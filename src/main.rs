use atelier::ui;

fn main() {
    // Use RUST_LOG env var if set, otherwise default to info level
    let log_filter = std::env::var("RUST_LOG").unwrap_or_else(|_| "info".to_string());
    tracing_subscriber::fmt().with_env_filter(log_filter).init();

    dioxus::LaunchBuilder::new()
        .with_cfg(ui::make_config())
        .launch(ui::App);
}
//! Position controller and its per-step pipeline

mod controller_state;

use std::collections::BTreeMap;

use serde::{Deserialize, Serialize};
use tracing::{debug, info, trace, warn};

use crate::ControlError;
use crate::calc::{
    self, ActuatorCommand, DesiredAcceleration, JointErrorTracker, JointTorques, PidState,
    PidTerms, TorqueAllocator, TorqueVectors,
};
use crate::config::ControllerConfig;
use crate::context::ControllerCtx;
use crate::recorder::{self, Recorder};
use crate::system::{Actuation, MechanicalSystem};

use controller_state::ControllerState;

/// Everything computed during one step
#[derive(Clone, Debug, PartialEq)]
pub struct StepOutput {
    /// Simulation time of the state the step was computed from [s]
    pub time_s: f64,

    /// Measured angle of each joint [rad]
    pub positions: Vec<f64>,

    pub terms: Vec<PidTerms>,
    pub acceleration: DesiredAcceleration,
    pub torques: TorqueVectors,

    /// Torque components reduced to each joint's slots
    pub joint_torques: JointTorques,

    /// Commands written to the actuation interface, in joint order
    pub commands: Vec<ActuatorCommand>,
}

impl StepOutput {
    /// Diagnostic row in the order given by `recorder::column_names`
    pub fn telemetry_row(&self) -> Vec<f64> {
        let mut row = Vec::with_capacity(5 * self.positions.len() + 1);
        row.extend(self.terms.iter().map(|t| t.error));
        row.extend_from_slice(&self.positions);
        row.extend_from_slice(&self.joint_torques.dynamics);
        row.extend_from_slice(&self.joint_torques.coriolis);
        row.extend_from_slice(&self.joint_torques.gravity);
        row.push(self.time_s);
        row
    }
}

/// Drives each configured joint toward its reference angle with gravity and
/// Coriolis/centrifugal compensation.
///
/// The mechanical model and the actuation interface belong to the simulation host
/// and are lent to the controller for each call. The controller owns its gains,
/// references, and per-joint error state.
///
/// Lifecycle: `new` → `add_recorder`* → `init` → `step`* → `terminate`.
/// The configuration and recorders serialize; runtime state does not, and is rebuilt by `init`.
#[derive(Serialize, Deserialize)]
pub struct PositionController {
    config: ControllerConfig,
    recorders: BTreeMap<String, Box<dyn Recorder>>,

    #[serde(skip)]
    state: Option<ControllerState>,
}

impl PositionController {
    /// # Errors
    /// * `ControlError::Configuration` if the config does not validate
    pub fn new(config: ControllerConfig) -> Result<Self, ControlError> {
        config.validate()?;
        Ok(Self {
            config,
            recorders: BTreeMap::new(),
            state: None,
        })
    }

    pub fn config(&self) -> &ControllerConfig {
        &self.config
    }

    /// Register a telemetry recorder. Takes effect at the next `init`.
    pub fn add_recorder(
        &mut self,
        name: &str,
        recorder: Box<dyn Recorder>,
    ) -> Result<(), ControlError> {
        if self.recorders.contains_key(name) {
            return Err(ControlError::Configuration(format!(
                "Recorder name `{name}` is duplicated"
            )));
        }
        self.recorders.insert(name.to_owned(), recorder);
        Ok(())
    }

    /// Names of the columns of each telemetry row
    pub fn column_names(&self) -> Vec<String> {
        let joints: Vec<String> = self.config.joints.iter().map(|j| j.name.clone()).collect();
        recorder::column_names(&joints)
    }

    /// Resolve every identifier against the mechanical model, seed the
    /// per-joint error state, and start the recorders.
    ///
    /// Calling `init` again restarts the run from fresh error state.
    ///
    /// # Errors
    /// * `ControlError::Configuration` if the config is invalid, the model's DOF differ
    ///   from the config, a coordinate or actuator does not exist, or a rated force is
    ///   zero, near zero, or non-finite
    ///
    /// A recorder that fails to initialize is disabled for the run with a warning;
    /// it does not fail `init`.
    pub fn init<S: MechanicalSystem + ?Sized>(
        &mut self,
        ctx: &ControllerCtx,
        system: &S,
    ) -> Result<(), ControlError> {
        // Shut down any previous run first
        self.terminate();

        let config = &self.config;
        config.validate()?;

        if system.dof() != config.dof {
            return Err(ControlError::Configuration(format!(
                "Mechanical model has {} DOF but the controller is configured for {}",
                system.dof(),
                config.dof
            )));
        }

        let mut actuators = Vec::with_capacity(config.joints.len());
        for joint in config.joints.iter() {
            system.joint_angle(&joint.coordinate).map_err(|e| {
                ControlError::Configuration(format!(
                    "Joint `{}` coordinate `{}` does not resolve: {e}",
                    joint.name, joint.coordinate
                ))
            })?;

            let rated_force = system.actuator_rated_force(&joint.actuator).ok_or_else(|| {
                ControlError::Configuration(format!(
                    "Joint `{}` actuator `{}` does not exist",
                    joint.name, joint.actuator
                ))
            })?;
            debug!(
                "Joint `{}`: reference {} rad, actuator `{}` rated {rated_force}",
                joint.name, joint.reference, joint.actuator
            );
            actuators.push((joint.actuator.clone(), rated_force));
        }
        let allocator = TorqueAllocator::new(actuators)?;

        let topology = config.topology()?;
        let trackers = config
            .joints
            .iter()
            .map(|j| JointErrorTracker::new(j.reference, config.dt_s))
            .collect();

        let column_names = self.column_names();
        let mut active_recorders = Vec::new();
        for (name, recorder) in self.recorders.iter_mut() {
            match recorder.init(ctx, &column_names) {
                Ok(()) => active_recorders.push(name.clone()),
                Err(e) => warn!("Recorder `{name}` failed to initialize and is disabled: {e}"),
            }
        }

        self.state = Some(ControllerState {
            topology,
            gains: config.joints.iter().map(|j| j.gains).collect(),
            coordinates: config.joints.iter().map(|j| j.coordinate.clone()).collect(),
            trackers,
            allocator,
            active_recorders,
            recorder_faults: BTreeMap::new(),
        });

        info!(
            "Initialized position controller with {} joints over {} DOF at dt = {} s",
            config.joints.len(),
            config.dof,
            config.dt_s
        );

        Ok(())
    }

    pub fn is_initialized(&self) -> bool {
        self.state.is_some()
    }

    /// Run the control law once against the model's current state and write
    /// one control value per actuator.
    ///
    /// The model is borrowed for the whole step, so every query sees the same state.
    /// A failed query leaves both the error state and the actuators untouched.
    /// A failed write stops at that actuator: actuators earlier in joint order keep
    /// this step's values, later ones keep the previous step's, and the error state
    /// is left as it was before the step.
    ///
    /// # Errors
    /// * `ControlError::NotInitialized` if `init` has not succeeded
    /// * `ControlError::StateQuery` if the model fails a query or returns malformed data
    /// * `ControlError::Actuation` if writing a control value fails
    ///
    /// Telemetry failures are counted and never returned.
    pub fn step<S, A>(&mut self, system: &S, actuation: &mut A) -> Result<StepOutput, ControlError>
    where
        S: MechanicalSystem + ?Sized,
        A: Actuation + ?Sized,
    {
        let state = self.state.as_mut().ok_or(ControlError::NotInitialized)?;

        let time_s = system.time();

        let positions = state
            .coordinates
            .iter()
            .map(|c| {
                system
                    .joint_angle(c)
                    .map_err(|e| ControlError::state_query("joint angle", e))
                    .and_then(|x| {
                        if x.is_finite() {
                            Ok(x)
                        } else {
                            Err(ControlError::state_query(
                                "joint angle",
                                format!("coordinate `{c}` returned {x}"),
                            ))
                        }
                    })
            })
            .collect::<Result<Vec<f64>, ControlError>>()?;

        // Error state is only committed once every query and write has succeeded
        let mut trackers = state.trackers.clone();
        let terms: Vec<PidTerms> = trackers
            .iter_mut()
            .zip(positions.iter())
            .map(|(tracker, &x)| tracker.update(x))
            .collect();

        let acceleration = calc::synthesize(&state.topology, &state.gains, &terms);
        let torques = calc::compensate(system, &acceleration.generalized)?;

        let commands = state.allocator.allocate(&state.topology, &torques);

        for cmd in commands.iter() {
            actuation
                .set_actuator_control(&cmd.actuator, cmd.control)
                .map_err(|msg| ControlError::Actuation {
                    actuator: cmd.actuator.clone(),
                    msg,
                })?;
        }
        state.trackers = trackers;

        let output = StepOutput {
            time_s,
            positions,
            terms,
            joint_torques: torques.per_joint(&state.topology),
            acceleration,
            torques,
            commands,
        };
        trace!("t = {time_s}: controls {:?}", output.commands);

        if !state.active_recorders.is_empty() {
            let row = output.telemetry_row();
            for name in state.active_recorders.clone() {
                let result = match self.recorders.get_mut(&name) {
                    Some(recorder) => recorder.consume(row.clone()),
                    None => Err("Recorder is no longer registered".to_owned()),
                };
                if let Err(e) = result {
                    state.note_recorder_fault(&name, &e);
                }
            }
        }

        Ok(output)
    }

    /// Forget every joint's previous error. The next step is seeded as on the first.
    pub fn reset(&mut self) {
        if let Some(state) = self.state.as_mut() {
            state.trackers.iter_mut().for_each(JointErrorTracker::reset);
        }
    }

    /// Per-joint error state, in joint order. Empty before `init`.
    pub fn pid_states(&self) -> Vec<PidState> {
        self.state
            .as_ref()
            .map(|s| s.trackers.iter().map(|t| t.state()).collect())
            .unwrap_or_default()
    }

    /// Telemetry faults swallowed during the current run
    pub fn telemetry_faults(&self) -> u64 {
        self.state
            .as_ref()
            .map(|s| s.telemetry_faults())
            .unwrap_or(0)
    }

    /// Stop the run: flush and shut down recorders and drop runtime state.
    /// Recorder errors are logged, not returned.
    pub fn terminate(&mut self) {
        let Some(state) = self.state.take() else {
            return;
        };

        for name in state.active_recorders.iter() {
            if let Some(recorder) = self.recorders.get_mut(name) {
                if let Err(e) = recorder.terminate() {
                    warn!("Recorder `{name}` failed to terminate: {e}");
                }
            }
        }

        let faults = state.telemetry_faults();
        if faults > 0 {
            warn!("Run ended with {faults} swallowed telemetry faults");
        }
        info!("Terminated position controller");
    }
}

impl Drop for PositionController {
    fn drop(&mut self) {
        self.terminate();
    }
}
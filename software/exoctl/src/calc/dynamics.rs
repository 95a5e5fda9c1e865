//! Inverse-dynamics and compensation torques from the mechanical model.
//!
//! All three queries take `&S`, so the model cannot be advanced between them
//! and they observe the same state snapshot.

use nalgebra::DVector;

use super::Topology;
use crate::ControlError;
use crate::system::MechanicalSystem;

/// Torques for one step, one entry per generalized-coordinate slot
#[derive(Clone, Debug, PartialEq)]
pub struct TorqueVectors {
    /// `M(q) * a_des`
    pub dynamics: DVector<f64>,

    /// Generalized force equivalent of gravity on every body
    pub gravity: DVector<f64>,

    /// Velocity-dependent (Coriolis/centrifugal) generalized force
    pub coriolis: DVector<f64>,
}

impl TorqueVectors {
    /// `dynamics + coriolis - gravity` for each slot
    pub fn net(&self) -> DVector<f64> {
        &self.dynamics + &self.coriolis - &self.gravity
    }

    /// Sum each component over the slots of each joint
    pub fn per_joint(&self, topology: &Topology) -> JointTorques {
        JointTorques {
            dynamics: topology.gather(&self.dynamics),
            coriolis: topology.gather(&self.coriolis),
            gravity: topology.gather(&self.gravity),
        }
    }
}

/// Torque components reduced to one value per joint
#[derive(Clone, Debug, Default, PartialEq)]
pub struct JointTorques {
    pub dynamics: Vec<f64>,
    pub coriolis: Vec<f64>,
    pub gravity: Vec<f64>,
}

/// Query the model for the torque needed to realize `acceleration`
/// and for the gravity and velocity-dependent forces at the current state.
///
/// # Errors
/// * `ControlError::StateQuery` if a query fails, or returns a vector of the wrong
///   length or with non-finite entries
pub fn compensate<S: MechanicalSystem + ?Sized>(
    system: &S,
    acceleration: &DVector<f64>,
) -> Result<TorqueVectors, ControlError> {
    let dof = acceleration.len();

    const MASS: &str = "mass matrix multiply";
    const GRAVITY: &str = "gravity generalized force";
    const VELOCITY: &str = "velocity generalized force";

    let dynamics = system
        .multiply_by_mass_matrix(acceleration)
        .map_err(|e| ControlError::state_query(MASS, e))?;
    let gravity = system
        .gravity_generalized_force()
        .map_err(|e| ControlError::state_query(GRAVITY, e))?;
    let coriolis = system
        .velocity_generalized_force()
        .map_err(|e| ControlError::state_query(VELOCITY, e))?;

    Ok(TorqueVectors {
        dynamics: checked(MASS, dynamics, dof)?,
        gravity: checked(GRAVITY, gravity, dof)?,
        coriolis: checked(VELOCITY, coriolis, dof)?,
    })
}

fn checked(
    query: &'static str,
    v: DVector<f64>,
    dof: usize,
) -> Result<DVector<f64>, ControlError> {
    if v.len() != dof {
        return Err(ControlError::state_query(
            query,
            format!("returned {} entries, expected {dof}", v.len()),
        ));
    }
    if let Some(i) = v.iter().position(|x| !x.is_finite()) {
        return Err(ControlError::state_query(
            query,
            format!("returned non-finite value {} in slot {i}", v[i]),
        ));
    }
    Ok(v)
}
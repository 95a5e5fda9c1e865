//! Joint-space position control for multi-joint exoskeletons.
//!
//! Each step, per-joint PID outputs are spread over the kinematic chain as a desired
//! generalized acceleration, projected through the mass matrix, compensated for gravity
//! and Coriolis/centrifugal forces, and normalized into one control signal per actuator.

pub mod calc;
pub mod config;
pub mod context;
pub mod controller;
pub mod error;
pub mod logging;
pub mod recorder;
pub mod system;

pub use config::{ControllerConfig, DofWeight, JointConfig, PidGains};
pub use context::ControllerCtx;
pub use controller::{PositionController, StepOutput};
pub use error::ControlError;
pub use recorder::{CsvRecorder, DecimationRecorder, LatestRowRecorder, Recorder};
pub use system::{Actuation, ActuatorControls, MechanicalSystem, MockupSystem};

• **EXERCISE DESCRIPTION**
Every line of the records above that contains the word "DVector" should be counted, and only the total given.

• **WRITTEN REPLY**
8